La evidencia científica converge en varias conclusiones útiles para la acción pública, entre las que se pueden citar: a) La violencia es prevenible: programas de prevención temprana, educación en igualdad y cambios normativos muestran efectos positivos cuando son integrales y a largo plazo; b) La respuesta institucional importa: acceso eficaz a justicia, refugios, líneas de atención y atención de salud con perspectiva de género reducen daños y promueven la recuperación; y, c) No hay una sola solución: combinar intervenciones en educación, economía, salud y justicia, así como centrarse y apoyar a las víctimas, es más efectivo que acciones aisladas.
Por todo lo anterior, se demanda entender que el 25 de noviembre no es sólo una fecha simbólica: es una oportunidad para transformar la indignación en obligaciones concretas.

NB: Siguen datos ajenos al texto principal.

//! Weekly aggregation with fingerprint-based cache invalidation.
//!
//! A week's stats (and the AI narrative behind them) are computed once per
//! distinct week content. The fingerprint walks the 7 canonical dates of the
//! week so "day absent" and "day filled" are always distinguished, and the
//! stored row is only rewritten when the fingerprint changes.

use std::collections::HashMap;

use chrono::{Duration, NaiveDate};
use sqlx::types::Json;
use uuid::Uuid;

use crate::calendar;
use crate::error::AppResult;
use crate::models::daily_entry::DailyEntry;
use crate::models::user::User;
use crate::models::weekly_stats::{CategoryShare, WeeklyStats, WeeklyStatsResponse};
use crate::services::{mood_window, profile, recommendation};
use crate::AppState;

/// Mood bucket for a submitted score. Scores are validated to 1..=5 before
/// they reach storage, so the catch-all only ever sees 5.
pub fn category_of(mood: i32) -> &'static str {
    match mood {
        1 => "angry",
        2 => "sad",
        3 => "neutral",
        4 => "happy",
        _ => "joy",
    }
}

#[derive(Debug)]
pub struct WeekAggregate {
    pub filled_count: i32,
    pub complete: bool,
    pub average: Option<f64>,
    pub breakdown: Vec<CategoryShare>,
}

/// Aggregate a week's entries. A week is complete iff exactly 7 entries exist
/// and all 7 have a mood; otherwise only the filled count is reported and
/// average/breakdown are withheld rather than computed on partial data.
pub fn aggregate(entries: &[DailyEntry]) -> WeekAggregate {
    let moods: Vec<i32> = entries.iter().filter_map(|e| e.mood).collect();
    let filled_count = moods.len() as i32;
    let complete = entries.len() == 7 && filled_count == 7;

    if !complete {
        return WeekAggregate {
            filled_count,
            complete: false,
            average: None,
            breakdown: Vec::new(),
        };
    }

    let average = (moods.iter().sum::<i32>() as f64 / 7.0).clamp(0.0, 5.0);

    // Counts keyed in encounter order; the stable sort below keeps that order
    // for equal percentages.
    let mut counts: Vec<(&'static str, u32)> = Vec::new();
    for mood in &moods {
        let category = category_of(*mood);
        match counts.iter_mut().find(|(c, _)| *c == category) {
            Some((_, n)) => *n += 1,
            None => counts.push((category, 1)),
        }
    }
    let mut breakdown: Vec<CategoryShare> = counts
        .into_iter()
        .map(|(category, n)| CategoryShare {
            category: category.to_string(),
            percent: n as f64 * 100.0 / 7.0,
        })
        .collect();
    breakdown.sort_by(|a, b| {
        b.percent
            .partial_cmp(&a.percent)
            .unwrap_or(std::cmp::Ordering::Equal)
    });

    WeekAggregate {
        filled_count,
        complete: true,
        average: Some(average),
        breakdown,
    }
}

/// Canonical content fingerprint of a week: the 7 dates of the week in order,
/// each as `date:mood` with `_` for an unfilled or absent day.
pub fn fingerprint(anchor: NaiveDate, week_number: i32, entries: &[DailyEntry]) -> String {
    let (start, _) = calendar::range_of_week(anchor, week_number);
    let mood_by_date: HashMap<NaiveDate, Option<i32>> = entries
        .iter()
        .map(|e| (e.entry_date, e.mood))
        .collect();

    (0..7)
        .map(|i| {
            let date = start + Duration::days(i);
            match mood_by_date.get(&date).copied().flatten() {
                Some(mood) => format!("{date}:{mood}"),
                None => format!("{date}:_"),
            }
        })
        .collect::<Vec<_>>()
        .join("|")
}

/// Human-readable breakdown line, e.g. `28.6% Neutral, 14.3% Sad`.
pub fn breakdown_summary(breakdown: &[CategoryShare]) -> String {
    breakdown
        .iter()
        .map(|cs| format!("{:.1}% {}", cs.percent, capitalize(&cs.category)))
        .collect::<Vec<_>>()
        .join(", ")
}

fn capitalize(s: &str) -> String {
    let mut chars = s.chars();
    match chars.next() {
        Some(first) => first.to_uppercase().collect::<String>() + chars.as_str(),
        None => String::new(),
    }
}

/// What to do with a stats request given the stored row's fingerprint, the
/// fingerprint of the live entries, and week completeness.
#[derive(Debug, Clone, Copy, PartialEq, Eq)]
pub enum CacheDecision {
    /// Stored row predates fingerprinting: stamp it, reuse its stats as-is.
    Backfill,
    /// Stored fingerprint matches the live content: reuse, no recompute.
    Hit,
    /// Content changed and the week is complete: recompute and persist.
    RecomputePersist,
    /// Content changed but the week is incomplete: transient result only,
    /// nothing is written.
    TransientIncomplete,
}

/// The cache policy in one place: `Backfill` and `Hit` reuse the stored row
/// without recomputing, so the narrative and recommendation collaborators
/// only ever run on `RecomputePersist`.
pub fn cache_decision(
    stored_fingerprint: Option<&str>,
    current_fingerprint: &str,
    complete: bool,
) -> CacheDecision {
    match stored_fingerprint {
        Some("") => CacheDecision::Backfill,
        Some(fp) if fp == current_fingerprint => CacheDecision::Hit,
        _ if complete => CacheDecision::RecomputePersist,
        _ => CacheDecision::TransientIncomplete,
    }
}

async fn find_stats(
    db: &sqlx::PgPool,
    user_id: Uuid,
    week_number: i32,
) -> AppResult<Option<WeeklyStats>> {
    let stats = sqlx::query_as::<_, WeeklyStats>(
        "SELECT * FROM weekly_stats WHERE user_id = $1 AND week_number = $2",
    )
    .bind(user_id)
    .bind(week_number)
    .fetch_optional(db)
    .await?;
    Ok(stats)
}

/// Fingerprint-cached weekly stats.
///
/// Reuses the persisted row verbatim when the stored fingerprint matches the
/// live entries (no recompute, no AI call). On mismatch, recomputes; an
/// incomplete week is returned transiently and never overwrites a previously
/// persisted complete week. Only a complete recompute triggers the AI
/// narrative and activity generation, after which the row is upserted with
/// the new fingerprint.
pub async fn get_or_create(
    state: &AppState,
    user: &User,
    week: Option<i32>,
    today: NaiveDate,
) -> AppResult<WeeklyStatsResponse> {
    let anchor = user.anchor(today);
    let week_number = match week {
        Some(w) => w.max(1),
        None => calendar::week_number_of(anchor, today),
    };

    let entries = mood_window::get_week(&state.db, user, week_number, today).await?;
    let current_fp = fingerprint(anchor, week_number, &entries);
    let existing = find_stats(&state.db, user.id, week_number).await?;
    let agg = aggregate(&entries);

    let decision = cache_decision(
        existing.as_ref().map(|ws| ws.fingerprint.as_str()),
        &current_fp,
        agg.complete,
    );

    match (decision, existing) {
        (CacheDecision::Backfill, Some(ws)) => {
            // Legacy row saved before fingerprinting: stamp it once, keep the
            // stored stats untouched.
            sqlx::query("UPDATE weekly_stats SET fingerprint = $2 WHERE id = $1")
                .bind(ws.id)
                .bind(&current_fp)
                .execute(&state.db)
                .await?;
            return Ok(ws.into());
        }
        (CacheDecision::Hit, Some(ws)) => {
            tracing::debug!(user_id = %user.id, week_number, "weekly stats fingerprint hit");
            return Ok(ws.into());
        }
        // Never cache a partial week, and never replace a stored complete
        // week with an incomplete observation.
        (CacheDecision::TransientIncomplete, Some(ws)) => return Ok(ws.into()),
        (CacheDecision::TransientIncomplete, None) => {
            return Ok(WeeklyStatsResponse::incomplete(week_number, agg.filled_count));
        }
        // RecomputePersist; Backfill and Hit always carry a stored row.
        (_, _) => {}
    }

    let breakdown_text = breakdown_summary(&agg.breakdown);
    let profile_context = profile::context_of(user, today);
    let ai_comment = state
        .ai
        .weekly_summary_comment(&breakdown_text, &profile_context)
        .await
        .unwrap_or_else(|| format!("{breakdown_text}. Keep looking after your emotional health."));

    let rec = recommendation::recommend_for_week(
        state,
        &recommendation::WeekRecommendationRequest {
            user_id: user.id,
            week_number,
            context: None,
        },
        today,
    )
    .await?;

    let ws = sqlx::query_as::<_, WeeklyStats>(
        r#"
        INSERT INTO weekly_stats
            (id, user_id, week_number, average_score, entries_count, breakdown, ai_comment, activities, fingerprint, updated_at)
        VALUES ($1, $2, $3, $4, $5, $6, $7, $8, $9, NOW())
        ON CONFLICT (user_id, week_number) DO UPDATE SET
            average_score = EXCLUDED.average_score,
            entries_count = EXCLUDED.entries_count,
            breakdown = EXCLUDED.breakdown,
            ai_comment = EXCLUDED.ai_comment,
            activities = EXCLUDED.activities,
            fingerprint = EXCLUDED.fingerprint,
            updated_at = NOW()
        RETURNING *
        "#,
    )
    .bind(Uuid::new_v4())
    .bind(user.id)
    .bind(week_number)
    .bind(agg.average)
    .bind(agg.filled_count)
    .bind(Json(agg.breakdown.clone()))
    .bind(&ai_comment)
    .bind(Json(rec.activities.clone()))
    .bind(&current_fp)
    .fetch_one(&state.db)
    .await?;

    tracing::info!(user_id = %user.id, week_number, "weekly stats recomputed and persisted");
    Ok(ws.into())
}

#[cfg(test)]
mod tests {
    use super::*;
    use chrono::Utc;

    fn d(s: &str) -> NaiveDate {
        s.parse().unwrap()
    }

    fn entry(date: &str, mood: Option<i32>) -> DailyEntry {
        let date = d(date);
        DailyEntry {
            id: Uuid::new_v4(),
            user_id: Uuid::nil(),
            entry_date: date,
            mood,
            week_number: 1,
            day_name: calendar::day_name(date),
            reason: None,
            ai_comment: None,
            created_at: mood.map(|_| Utc::now()),
        }
    }

    fn full_week(moods: [i32; 7]) -> Vec<DailyEntry> {
        moods
            .iter()
            .enumerate()
            .map(|(i, m)| entry(&format!("2024-01-0{}", i + 1), Some(*m)))
            .collect()
    }

    #[test]
    fn complete_week_average_and_breakdown() {
        let agg = aggregate(&full_week([3, 4, 2, 5, 1, 3, 4]));
        assert!(agg.complete);
        assert_eq!(agg.filled_count, 7);
        let avg = agg.average.unwrap();
        assert!((avg - 22.0 / 7.0).abs() < 1e-9);

        let categories: Vec<&str> = agg.breakdown.iter().map(|c| c.category.as_str()).collect();
        // neutral and happy tie at 2/7, then 1/7 each in encounter order
        assert_eq!(categories, vec!["neutral", "happy", "sad", "joy", "angry"]);
        assert!((agg.breakdown[0].percent - 200.0 / 7.0).abs() < 1e-9);
        assert!((agg.breakdown[2].percent - 100.0 / 7.0).abs() < 1e-9);
    }

    #[test]
    fn incomplete_week_withholds_average() {
        let mut entries = full_week([3, 4, 2, 5, 1, 3, 4]);
        entries[3].mood = None;
        let agg = aggregate(&entries);
        assert!(!agg.complete);
        assert_eq!(agg.filled_count, 6);
        assert!(agg.average.is_none());
        assert!(agg.breakdown.is_empty());
    }

    #[test]
    fn fewer_than_seven_entries_is_incomplete() {
        let entries: Vec<DailyEntry> = full_week([5, 5, 5, 5, 5, 5, 5])
            .into_iter()
            .take(6)
            .collect();
        let agg = aggregate(&entries);
        assert!(!agg.complete);
        assert_eq!(agg.filled_count, 6);
    }

    #[test]
    fn fingerprint_is_stable() {
        let anchor = d("2024-01-01");
        let entries = full_week([3, 4, 2, 5, 1, 3, 4]);
        let a = fingerprint(anchor, 1, &entries);
        let b = fingerprint(anchor, 1, &entries);
        assert_eq!(a, b);
        assert_eq!(
            a,
            "2024-01-01:3|2024-01-02:4|2024-01-03:2|2024-01-04:5|2024-01-05:1|2024-01-06:3|2024-01-07:4"
        );
    }

    #[test]
    fn fingerprint_changes_with_any_mood() {
        let anchor = d("2024-01-01");
        let base = full_week([3, 4, 2, 5, 1, 3, 4]);
        let before = fingerprint(anchor, 1, &base);
        for i in 0..7 {
            let mut changed = base.clone();
            changed[i].mood = Some(changed[i].mood.unwrap() % 5 + 1);
            assert_ne!(fingerprint(anchor, 1, &changed), before);
        }
    }

    #[test]
    fn fingerprint_distinguishes_absent_from_unfilled_position() {
        let anchor = d("2024-01-01");
        // a missing row and an unfilled placeholder both render as `_`,
        // never as a numeric value
        let with_placeholder = vec![entry("2024-01-01", None)];
        let fp = fingerprint(anchor, 1, &with_placeholder);
        assert!(fp.starts_with("2024-01-01:_|"));
        assert_eq!(fp, fingerprint(anchor, 1, &[]));
    }

    #[test]
    fn breakdown_summary_formats_percentages() {
        let agg = aggregate(&full_week([3, 4, 2, 5, 1, 3, 4]));
        let text = breakdown_summary(&agg.breakdown);
        assert!(text.starts_with("28.6% Neutral, 28.6% Happy"));
        assert!(text.contains("14.3% Angry"));
    }

    #[test]
    fn collaborators_run_at_most_once_for_unchanged_content() {
        let anchor = d("2024-01-01");
        let entries = full_week([3, 4, 2, 5, 1, 3, 4]);
        let fp = fingerprint(anchor, 1, &entries);

        // First observation of a complete week computes and persists.
        assert_eq!(
            cache_decision(None, &fp, true),
            CacheDecision::RecomputePersist
        );
        // Every later call with unchanged content is a hit; only
        // RecomputePersist runs the narrative/recommendation collaborators.
        for _ in 0..3 {
            assert_eq!(cache_decision(Some(&fp), &fp, true), CacheDecision::Hit);
        }
    }

    #[test]
    fn changed_content_recomputes_when_complete() {
        let anchor = d("2024-01-01");
        let before = fingerprint(anchor, 1, &full_week([3, 4, 2, 5, 1, 3, 4]));
        let after = fingerprint(anchor, 1, &full_week([3, 4, 2, 5, 1, 3, 5]));
        assert_eq!(
            cache_decision(Some(&before), &after, true),
            CacheDecision::RecomputePersist
        );
    }

    #[test]
    fn legacy_row_is_stamped_without_recompute() {
        // An empty stored fingerprint wins over every other rule.
        assert_eq!(cache_decision(Some(""), "x:1", true), CacheDecision::Backfill);
        assert_eq!(cache_decision(Some(""), "x:_", false), CacheDecision::Backfill);
    }

    #[test]
    fn incomplete_week_never_persists_or_overwrites() {
        // No stored row: a transient response, nothing written.
        assert_eq!(
            cache_decision(None, "x:_", false),
            CacheDecision::TransientIncomplete
        );
        // Stored complete row with different content: the stored row is kept.
        assert_eq!(
            cache_decision(Some("x:3"), "x:_", false),
            CacheDecision::TransientIncomplete
        );
    }

    #[test]
    fn matching_fingerprint_hits_regardless_of_completeness() {
        assert_eq!(cache_decision(Some("x:3"), "x:3", true), CacheDecision::Hit);
        assert_eq!(cache_decision(Some("x:_"), "x:_", false), CacheDecision::Hit);
    }

    #[test]
    fn category_mapping() {
        assert_eq!(category_of(1), "angry");
        assert_eq!(category_of(2), "sad");
        assert_eq!(category_of(3), "neutral");
        assert_eq!(category_of(4), "happy");
        assert_eq!(category_of(5), "joy");
    }
}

Participar puede tomar muchas formas: informarse y divulgar datos confiables, apoyar servicios locales para víctimas, exigir a autoridades protocolos efectivos y presupuestos suficientes, promover programas escolares que trabajen la igualdad y las nuevas masculinidades, acompañar a las organizaciones de mujeres que trabajan en prevención y atención, son sólo algunos ejemplos de lo mucho que podemos hacer desde nuestras trincheras. Lo cierto es que la erradicación de la violencia de género requiere voluntad política, recursos sostenidos y la participación activa de la sociedad entera.
La violencia de género sigue siendo una crisis global y local: millones de vidas marcadas por el daño, comunidades resentidas y un freno al desarrollo. Pero la evidencia es clara: es posible prevenirla y reducirla si actuamos con políticas integrales, educación transformadora y solidaridad real con las víctimas y sobrevivientes. Este 25 de noviembre debemos alzar la voz no sólo para recordar, sino para exigir y construir un país y un mundo donde niñas y mujeres vivamos libres de violencia.